Yet more jottings

Some more things from the media that have struck me recently:

A letter from Bradford in West Yorkshire in Monday's Guardian complained that at Nelson Mandela's 90th birthday concert in London —

"the choir from Soweto was insultingly relegated to backing-up [sic] predominantly white performers, a continuation of cultural imperialism by other means."  

This seems to be a prime example of reverse racism – who cares about the skin colour of the performers 'backed up' (or 'backed-up') by the Soweto choir?  It also reflects a failure of comprehension of the nature of imperialism – even 'cultural' imperialism, whatever that is.  To equate the mixing of black and white performers at a concert with any kind of imperialism is simply silly.

Nelson MandelaThe same letter asserted, to my mind equally fatuously, that —

"the significance of the man [Mandela] was his life of struggle." 
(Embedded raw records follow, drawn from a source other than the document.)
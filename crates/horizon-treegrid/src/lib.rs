//! Horizon TreeGrid - hierarchical row flattening and tree selection.
//!
//! The crate presents an arbitrarily deep, lazily expanded tree as one flat
//! list of rows for a virtualized grid, and tracks selection over that tree
//! by path so it survives collapsing, sorting and source mutations.
//!
//! # Example
//!
//! ```
//! use horizon_treegrid::model::{HierarchicalRows, ObservableList, TreeSelectionModel, TreeSource};
//! use horizon_treegrid::path;
//!
//! #[derive(Clone, Debug, PartialEq)]
//! struct Node(&'static str);
//!
//! let roots = ObservableList::new(vec![Node("a"), Node("b")]);
//! let source = TreeSource::new(roots.clone(), |_: &Node| None);
//!
//! let rows = HierarchicalRows::new(source.clone());
//! let selection = TreeSelectionModel::new(source);
//! selection.select(&path![1]);
//!
//! roots.insert(0, Node("first"));
//! assert_eq!(rows.row_count(), 3);
//! assert_eq!(selection.selected_paths(), vec![path![2]]);
//! ```
//!
//! # Logging
//!
//! Every engine logs through `tracing` with the targets in
//! [`horizon_treegrid_core::logging::targets`]; install any subscriber to
//! see them.

pub mod config;
pub mod error;
pub mod model;

pub use config::TreeGridOptions;
pub use error::{Result, TreeError};
pub use model::{
    HierarchicalRows, Path, Row, SelectionCoordinator, SelectionMode, TreeGridSource,
    TreeSelectionModel,
};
This completely misses the point about the 'significance'  of Mandela, as well as stretching the meaning of 'struggle' beyond breaking-point.  Surely the reason for the world-wide admiration of this great man is his superhuman magnanimity, his extraordinary lack of bitterness or anti-white vengefulness after his 27-year incarceration by an openly racist white régime, and his amazing success in helping South Africans of all races to overcome their past differences in the new multi-racial society of which he is the founding father.  Substituting "his life of struggle" for that achievement is just a lazy resort to clapped-out Marxist jargon, and does Mandela no favours.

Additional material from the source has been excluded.